Temporada alta
El verano en Estrasburgo se caracteriza por días largos y temperaturas cálidas que suelen oscilar entre los 20 °C y 26 °C. Al aterrizar en el Aeropuerto de Estrasburgo (SXB), vas a notar de inmediato cómo el clima invita a recorrer los canales del barrio de la Petite France y a disfrutar de las terrazas que se multiplican por toda la ciudad. La atmósfera es animada, con una agenda cultural que incluye espectáculos de luces nocturnos en la Catedral de Notre-Dame de Estrasburgo y festivales de música al aire libre.
La vida social se traslada a los parques y a las orillas del río Ill, donde los locales y visitantes aprovechan el sol hasta pasadas las 21:00. Es el momento ideal para las caminatas por el Parque de l'Orangerie o para realizar paseos en barco, ya que el caudal del río y la vegetación están en su punto máximo. El ritmo de la ciudad es enérgico, marcado por una afluencia constante de viajeros que buscan capturar la estética de las casas con entramado de madera bajo un cielo despejado.
Temporada baja
Durante los meses de invierno, la ciudad experimenta un cambio drástico de temperatura, situándose frecuentemente entre los 0 °C y 5 °C. A pesar del frío, el ambiente se vuelve acogedor y mágico, especialmente en diciembre, cuando se inaugura el famoso Christkindelsmärik, reconocido como uno de los mercados navideños más antiguos de Europa. Al llegar a la región en esta época, el aire fresco y el aroma a especias y canela definen la primera impresión de cualquier visitante.

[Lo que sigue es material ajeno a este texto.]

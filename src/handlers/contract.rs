use axum::{
    extract::State,
    response::Json,
};

use crate::services::documents::{ContractConfigResponse, ReplaceContractConfigRequest};
use crate::{errors::ServiceError, ApiResponse, AppState};

pub async fn get_contract_config(
    State(state): State<AppState>,
) -> Result<Json<ApiResponse<ContractConfigResponse>>, ServiceError> {
    let contract = state.services.documents.active_contract_config().await?;
    Ok(Json(ApiResponse::success(contract)))
}

pub async fn replace_contract_config(
    State(state): State<AppState>,
    Json(request): Json<ReplaceContractConfigRequest>,
) -> Result<Json<ApiResponse<ContractConfigResponse>>, ServiceError> {
    let contract = state
        .services
        .documents
        .replace_contract_config(request)
        .await?;
    Ok(Json(ApiResponse::success(contract)))
}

El ritmo diario se vuelve más pausado y los interiores de los winstubs, las tabernas típicas alsacianas, cobran protagonismo como refugios frente al clima gélido. La neblina sobre los canales and la posible caída de nieve transforman el paisaje urbano en una postal silenciosa y romántica. Aunque los días son más cortos y oscurece cerca de las 17:00, la iluminación urbana y el espíritu festivo mantienen la ciudad activa, y ofrece una perspectiva más íntima y tradicional de la vida local.